The Sunday Brief: Comcast’s earnings–implications for the telecommunications industry

Late January greetings from Charlotte, where one of the start-ups I am advising, Lucid Drone Technologies, won two awards this week (pictured are the happy founders David Danielson, Andrew Ashur, and Adrian Mayans). The Charlotte Inno Fire award includes a red blazer which Adrian is wearing.  For more on what Lucid does, check out this YouTube video.  They will be demonstrating their capabilities in Atlanta this week, so keep your eyes to the skies if you are in the Big Peach (especially downtown)!

This week, we will do our best not to over-extrapolate Comcast’s quarterly earnings announcement.  The Philadelphia-headquartered global media and infrastructure giant exceeded on nearly every front, confirming that consumer spending is strong and broadband competition isn’t.   We also have a large number of TSB Follow-Ups thanks to articles and notes that you sent in (we appreciate and read every one!).

One reminder for the Denver TSB faithful – I’ll be keynoting the 5th Annual Colorado Wireless Association Education Conference a week from Wednesday (February 5th).  It’s a full day of panels, speakers, and networking.  More on the conference here.

Before diving into Comcast’s earnings, one erratum:  We incorrectly attributed the “Let them compete” quote last week to the T-Mobile defense team and were reminded by an advisor to that team that the quote should be attributed to Mr.
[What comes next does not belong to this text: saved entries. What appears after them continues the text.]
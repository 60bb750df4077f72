use crate::geometry::Circle;

/// Radius summary of a placed-set. All zero for an empty set.
#[derive(Debug, Copy, Clone, PartialEq, Default)]
pub struct SizeStats {
  pub total_circles: usize,
  pub min_radius: f32,
  pub max_radius: f32,
  pub avg_radius: f32
}

impl SizeStats {
  pub fn from_circles(circles: &[Circle]) -> Self {
    if circles.is_empty() {
      return Self::default();
    }
    let (min, max, sum) = circles.iter()
      .map(|c| c.radius)
      .fold((f32::MAX, f32::MIN, 0f64), |(min, max, sum), r| (min.min(r), max.max(r), sum + r as f64));
    SizeStats {
      total_circles: circles.len(),
      min_radius: min,
      max_radius: max,
      avg_radius: (sum / circles.len() as f64) as f32
    }
  }
}

/// Read-only summary of a finished run.
#[derive(Debug, Copy, Clone, PartialEq)]
pub struct RunStatistics {
  pub sizes: SizeStats,
  pub target_circles: u64,
  /// Circles placed by the density-targeted phase. They come first in the placed-set.
  pub density_placed: usize,
  pub density_attempts: u64,
  pub gap_fill_placed: usize,
  pub gap_fill_draws: u64
}

impl RunStatistics {
  pub fn total_circles(&self) -> usize {
    self.sizes.total_circles
  }
}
Glenn Pomerantz who represented the 13 Attorneys General.  My apologies to both Glenn and David Gelfand. 

Comcast’s earnings – implications for the telecommunications industry

In earnings season, it’s hard to go first because there are no other company comparisons.  And it’s always hard to live up to expectations when, at a highly publicized event a week prior to the announcement, your chairman touts a “record year and an exceptional fourth quarter.”  How did Comcast do?  Here’s a brief summary of their customer metrics, courtesy of their news release: 

The most striking aspect of the nearby schedule is that 97% (342/352) of residential customer fourth quarter relationship growth is coming from single product customers, and the predominant new revenue generating unit (RGU) is high speed internet (HSI).  In the year ago quarter, 37% of net new customer relationships came from double or triple play bundles– that number is now 3%.  And, for all of 2019, Comcast, even with their innovative X1 set top box, lost 3% of their customer base, roughly double the rate of 2018. 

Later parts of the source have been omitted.